■ STUDY MATERIAL ■
━━━━━━━━━━
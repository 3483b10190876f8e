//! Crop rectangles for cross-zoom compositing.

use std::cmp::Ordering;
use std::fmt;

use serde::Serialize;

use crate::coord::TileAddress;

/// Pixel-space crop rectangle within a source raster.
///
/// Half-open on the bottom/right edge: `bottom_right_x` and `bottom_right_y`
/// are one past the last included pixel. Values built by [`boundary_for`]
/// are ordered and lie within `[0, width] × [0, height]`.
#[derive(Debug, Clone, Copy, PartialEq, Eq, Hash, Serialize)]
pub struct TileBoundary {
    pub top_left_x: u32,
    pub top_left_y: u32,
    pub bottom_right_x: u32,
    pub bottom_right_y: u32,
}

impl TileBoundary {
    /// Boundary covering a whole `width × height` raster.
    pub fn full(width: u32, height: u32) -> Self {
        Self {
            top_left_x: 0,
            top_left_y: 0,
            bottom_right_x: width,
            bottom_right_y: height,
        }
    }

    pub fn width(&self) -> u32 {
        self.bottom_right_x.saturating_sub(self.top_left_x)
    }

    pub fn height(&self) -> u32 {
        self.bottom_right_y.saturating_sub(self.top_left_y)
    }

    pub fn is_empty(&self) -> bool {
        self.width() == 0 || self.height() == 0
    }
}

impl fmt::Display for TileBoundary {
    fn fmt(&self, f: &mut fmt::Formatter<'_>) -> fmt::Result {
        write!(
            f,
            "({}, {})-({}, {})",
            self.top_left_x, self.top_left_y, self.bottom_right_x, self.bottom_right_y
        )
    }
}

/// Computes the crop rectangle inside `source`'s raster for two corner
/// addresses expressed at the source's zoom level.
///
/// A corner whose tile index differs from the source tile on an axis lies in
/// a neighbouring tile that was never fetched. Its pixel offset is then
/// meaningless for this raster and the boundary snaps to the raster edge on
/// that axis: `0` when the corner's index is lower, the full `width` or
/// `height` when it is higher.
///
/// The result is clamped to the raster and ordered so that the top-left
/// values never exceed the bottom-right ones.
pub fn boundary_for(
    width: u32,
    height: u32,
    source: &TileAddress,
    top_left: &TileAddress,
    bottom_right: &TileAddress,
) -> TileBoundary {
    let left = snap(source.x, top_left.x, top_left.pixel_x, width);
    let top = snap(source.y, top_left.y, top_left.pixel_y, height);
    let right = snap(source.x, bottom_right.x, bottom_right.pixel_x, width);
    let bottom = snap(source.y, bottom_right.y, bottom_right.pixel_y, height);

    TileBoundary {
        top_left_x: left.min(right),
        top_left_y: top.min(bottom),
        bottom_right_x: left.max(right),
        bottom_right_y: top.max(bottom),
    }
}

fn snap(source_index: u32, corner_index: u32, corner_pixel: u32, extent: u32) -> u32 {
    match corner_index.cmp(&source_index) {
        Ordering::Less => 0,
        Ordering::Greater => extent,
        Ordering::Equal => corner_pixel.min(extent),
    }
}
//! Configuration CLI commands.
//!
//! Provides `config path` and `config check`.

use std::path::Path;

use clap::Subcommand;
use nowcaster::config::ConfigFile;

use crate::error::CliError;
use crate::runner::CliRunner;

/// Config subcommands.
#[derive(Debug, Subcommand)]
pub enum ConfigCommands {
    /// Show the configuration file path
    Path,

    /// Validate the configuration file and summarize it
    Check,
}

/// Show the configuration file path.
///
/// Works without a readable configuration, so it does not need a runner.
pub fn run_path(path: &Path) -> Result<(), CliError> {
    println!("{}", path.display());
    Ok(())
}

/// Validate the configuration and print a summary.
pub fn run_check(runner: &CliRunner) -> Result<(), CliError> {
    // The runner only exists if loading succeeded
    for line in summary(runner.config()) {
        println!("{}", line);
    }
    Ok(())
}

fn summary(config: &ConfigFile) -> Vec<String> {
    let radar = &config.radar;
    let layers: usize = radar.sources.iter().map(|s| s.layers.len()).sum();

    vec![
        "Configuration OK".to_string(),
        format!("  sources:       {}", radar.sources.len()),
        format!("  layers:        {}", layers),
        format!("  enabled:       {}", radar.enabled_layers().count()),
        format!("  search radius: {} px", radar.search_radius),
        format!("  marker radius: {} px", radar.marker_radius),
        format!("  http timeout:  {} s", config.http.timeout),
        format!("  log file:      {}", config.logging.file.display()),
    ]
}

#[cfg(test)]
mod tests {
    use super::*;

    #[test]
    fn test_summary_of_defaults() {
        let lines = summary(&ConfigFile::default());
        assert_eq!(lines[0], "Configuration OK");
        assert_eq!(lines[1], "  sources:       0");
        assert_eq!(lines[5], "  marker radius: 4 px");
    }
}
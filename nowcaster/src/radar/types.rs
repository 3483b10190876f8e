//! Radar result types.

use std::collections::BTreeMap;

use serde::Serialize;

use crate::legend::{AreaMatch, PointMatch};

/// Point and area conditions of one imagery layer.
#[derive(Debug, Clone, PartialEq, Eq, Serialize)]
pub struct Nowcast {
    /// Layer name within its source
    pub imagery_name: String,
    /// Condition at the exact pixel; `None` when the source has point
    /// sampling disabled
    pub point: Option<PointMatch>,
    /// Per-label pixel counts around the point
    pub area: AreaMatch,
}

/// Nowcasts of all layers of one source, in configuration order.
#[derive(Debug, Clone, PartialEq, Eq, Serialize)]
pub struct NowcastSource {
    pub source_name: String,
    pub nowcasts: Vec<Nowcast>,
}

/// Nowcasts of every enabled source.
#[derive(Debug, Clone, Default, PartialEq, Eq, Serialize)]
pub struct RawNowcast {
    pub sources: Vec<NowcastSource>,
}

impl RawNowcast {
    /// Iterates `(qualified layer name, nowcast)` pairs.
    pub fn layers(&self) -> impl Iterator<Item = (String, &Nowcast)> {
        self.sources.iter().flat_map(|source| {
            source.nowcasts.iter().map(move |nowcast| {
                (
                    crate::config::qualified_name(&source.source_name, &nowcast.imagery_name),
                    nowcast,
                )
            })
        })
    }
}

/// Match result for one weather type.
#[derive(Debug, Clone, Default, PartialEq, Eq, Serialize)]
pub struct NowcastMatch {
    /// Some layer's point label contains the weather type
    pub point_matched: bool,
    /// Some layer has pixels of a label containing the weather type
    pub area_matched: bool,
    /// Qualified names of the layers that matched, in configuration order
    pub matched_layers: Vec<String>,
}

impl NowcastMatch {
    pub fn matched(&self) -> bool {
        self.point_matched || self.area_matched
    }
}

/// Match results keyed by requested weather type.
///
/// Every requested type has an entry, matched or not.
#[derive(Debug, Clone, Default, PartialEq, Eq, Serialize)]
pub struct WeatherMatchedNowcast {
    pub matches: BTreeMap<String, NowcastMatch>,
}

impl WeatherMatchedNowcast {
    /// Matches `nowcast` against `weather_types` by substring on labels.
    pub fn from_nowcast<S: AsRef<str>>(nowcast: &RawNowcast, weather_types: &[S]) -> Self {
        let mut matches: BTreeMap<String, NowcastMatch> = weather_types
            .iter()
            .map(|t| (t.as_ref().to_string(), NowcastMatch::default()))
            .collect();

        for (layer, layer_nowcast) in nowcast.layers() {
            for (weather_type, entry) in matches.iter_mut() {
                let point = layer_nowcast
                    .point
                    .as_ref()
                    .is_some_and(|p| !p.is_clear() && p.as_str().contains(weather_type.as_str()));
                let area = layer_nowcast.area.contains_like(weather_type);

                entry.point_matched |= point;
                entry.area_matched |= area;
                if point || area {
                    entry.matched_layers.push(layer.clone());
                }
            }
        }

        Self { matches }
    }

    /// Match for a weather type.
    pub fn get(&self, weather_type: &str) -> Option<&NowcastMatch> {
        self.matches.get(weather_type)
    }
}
━━━━━━━━━━
■ ACTIVITY ■
Including any blank lines, repeat the data exactly.

■ EXERCISE ANSWER ■
repository 3483b10190876f8e
//! Crop rectangles for cross-zoom compositing.

use std::cmp::Ordering;
use std::fmt;

use serde::Serialize;

use crate::coord::TileAddress;

/// Pixel-space crop rectangle within a source raster.
///
/// Half-open on the bottom/right edge: `bottom_right_x` and `bottom_right_y`
/// are one past the last included pixel. Values built by [`boundary_for`]
/// are ordered and lie within `[0, width] × [0, height]`.
#[derive(Debug, Clone, Copy, PartialEq, Eq, Hash, Serialize)]
pub struct TileBoundary {
    pub top_left_x: u32,
    pub top_left_y: u32,
    pub bottom_right_x: u32,
    pub bottom_right_y: u32,
}

impl TileBoundary {
    /// Boundary covering a whole `width × height` raster.
    pub fn full(width: u32, height: u32) -> Self {
        Self {
            top_left_x: 0,
            top_left_y: 0,
            bottom_right_x: width,
            bottom_right_y: height,
        }
    }

    pub fn width(&self) -> u32 {
        self.bottom_right_x.saturating_sub(self.top_left_x)
    }

    pub fn height(&self) -> u32 {
        self.bottom_right_y.saturating_sub(self.top_left_y)
    }

    pub fn is_empty(&self) -> bool {
        self.width() == 0 || self.height() == 0
    }
}

impl fmt::Display for TileBoundary {
    fn fmt(&self, f: &mut fmt::Formatter<'_>) -> fmt::Result {
        write!(
            f,
            "({}, {})-({}, {})",
            self.top_left_x, self.top_left_y, self.bottom_right_x, self.bottom_right_y
        )
    }
}

/// Computes the crop rectangle inside `source`'s raster for two corner
/// addresses expressed at the source's zoom level.
///
/// A corner whose tile index differs from the source tile on an axis lies in
/// a neighbouring tile that was never fetched. Its pixel offset is then
/// meaningless for this raster and the boundary snaps to the raster edge on
/// that axis: `0` when the corner's index is lower, the full `width` or
/// `height` when it is higher.
///
/// The result is clamped to the raster and ordered so that the top-left
/// values never exceed the bottom-right ones.
pub fn boundary_for(
    width: u32,
    height: u32,
    source: &TileAddress,
    top_left: &TileAddress,
    bottom_right: &TileAddress,
) -> TileBoundary {
    let left = snap(source.x, top_left.x, top_left.pixel_x, width);
    let top = snap(source.y, top_left.y, top_left.pixel_y, height);
    let right = snap(source.x, bottom_right.x, bottom_right.pixel_x, width);
    let bottom = snap(source.y, bottom_right.y, bottom_right.pixel_y, height);

    TileBoundary {
        top_left_x: left.min(right),
        top_left_y: top.min(bottom),
        bottom_right_x: left.max(right),
        bottom_right_y: top.max(bottom),
    }
}

fn snap(source_index: u32, corner_index: u32, corner_pixel: u32, extent: u32) -> u32 {
    match corner_index.cmp(&source_index) {
        Ordering::Less => 0,
        Ordering::Greater => extent,
        Ordering::Equal => corner_pixel.min(extent),
    }
}
//! Configuration CLI commands.
//!
//! Provides `config path` and `config check`.

use std::path::Path;

use clap::Subcommand;
use nowcaster::config::ConfigFile;

use crate::error::CliError;
use crate::runner::CliRunner;

/// Config subcommands.
#[derive(Debug, Subcommand)]
pub enum ConfigCommands {
    /// Show the configuration file path
    Path,

    /// Validate the configuration file and summarize it
    Check,
}

/// Show the configuration file path.
///
/// Works without a readable configuration, so it does not need a runner.
pub fn run_path(path: &Path) -> Result<(), CliError> {
    println!("{}", path.display());
    Ok(())
}

/// Validate the configuration and print a summary.
pub fn run_check(runner: &CliRunner) -> Result<(), CliError> {
    // The runner only exists if loading succeeded
    for line in summary(runner.config()) {
        println!("{}", line);
    }
    Ok(())
}

fn summary(config: &ConfigFile) -> Vec<String> {
    let radar = &config.radar;
    let layers: usize = radar.sources.iter().map(|s| s.layers.len()).sum();

    vec![
        "Configuration OK".to_string(),
        format!("  sources:       {}", radar.sources.len()),
        format!("  layers:        {}", layers),
        format!("  enabled:       {}", radar.enabled_layers().count()),
        format!("  search radius: {} px", radar.search_radius),
        format!("  marker radius: {} px", radar.marker_radius),
        format!("  http timeout:  {} s", config.http.timeout),
        format!("  log file:      {}", config.logging.file.display()),
    ]
}

#[cfg(test)]
mod tests {
    use super::*;

    #[test]
    fn test_summary_of_defaults() {
        let lines = summary(&ConfigFile::default());
        assert_eq!(lines[0], "Configuration OK");
        assert_eq!(lines[1], "  sources:       0");
        assert_eq!(lines[5], "  marker radius: 4 px");
    }
}
filename nowcaster/src/radar/types.rs
repository 3483b10190876f8e
//! Radar result types.

use std::collections::BTreeMap;

use serde::Serialize;

use crate::legend::{AreaMatch, PointMatch};

/// Point and area conditions of one imagery layer.
#[derive(Debug, Clone, PartialEq, Eq, Serialize)]
pub struct Nowcast {
    /// Layer name within its source
    pub imagery_name: String,
    /// Condition at the exact pixel; `None` when the source has point
    /// sampling disabled
    pub point: Option<PointMatch>,
    /// Per-label pixel counts around the point
    pub area: AreaMatch,
}

/// Nowcasts of all layers of one source, in configuration order.
#[derive(Debug, Clone, PartialEq, Eq, Serialize)]
pub struct NowcastSource {
    pub source_name: String,
    pub nowcasts: Vec<Nowcast>,
}

/// Nowcasts of every enabled source.
#[derive(Debug, Clone, Default, PartialEq, Eq, Serialize)]
pub struct RawNowcast {
    pub sources: Vec<NowcastSource>,
}

impl RawNowcast {
    /// Iterates `(qualified layer name, nowcast)` pairs.
    pub fn layers(&self) -> impl Iterator<Item = (String, &Nowcast)> {
        self.sources.iter().flat_map(|source| {
            source.nowcasts.iter().map(move |nowcast| {
                (
                    crate::config::qualified_name(&source.source_name, &nowcast.imagery_name),
                    nowcast,
                )
            })
        })
    }
}

/// Match result for one weather type.
#[derive(Debug, Clone, Default, PartialEq, Eq, Serialize)]
pub struct NowcastMatch {
    /// Some layer's point label contains the weather type
    pub point_matched: bool,
    /// Some layer has pixels of a label containing the weather type
    pub area_matched: bool,
    /// Qualified names of the layers that matched, in configuration order
    pub matched_layers: Vec<String>,
}

impl NowcastMatch {
    pub fn matched(&self) -> bool {
        self.point_matched || self.area_matched
    }
}

/// Match results keyed by requested weather type.
///
/// Every requested type has an entry, matched or not.
#[derive(Debug, Clone, Default, PartialEq, Eq, Serialize)]
pub struct WeatherMatchedNowcast {
    pub matches: BTreeMap<String, NowcastMatch>,
}

impl WeatherMatchedNowcast {
    /// Matches `nowcast` against `weather_types` by substring on labels.
    pub fn from_nowcast<S: AsRef<str>>(nowcast: &RawNowcast, weather_types: &[S]) -> Self {
        let mut matches: BTreeMap<String, NowcastMatch> = weather_types
            .iter()
            .map(|t| (t.as_ref().to_string(), NowcastMatch::default()))
            .collect();

        for (layer, layer_nowcast) in nowcast.layers() {
            for (weather_type, entry) in matches.iter_mut() {
                let point = layer_nowcast
                    .point
                    .as_ref()
                    .is_some_and(|p| !p.is_clear() && p.as_str().contains(weather_type.as_str()));
                let area = layer_nowcast.area.contains_like(weather_type);

                entry.point_matched |= point;
                entry.area_matched |= area;
                if point || area {
                    entry.matched_layers.push(layer.clone());
                }
            }
        }

        Self { matches }
    }

    /// Match for a weather type.
    pub fn get(&self, weather_type: &str) -> Option<&NowcastMatch> {
        self.matches.get(weather_type)
    }
}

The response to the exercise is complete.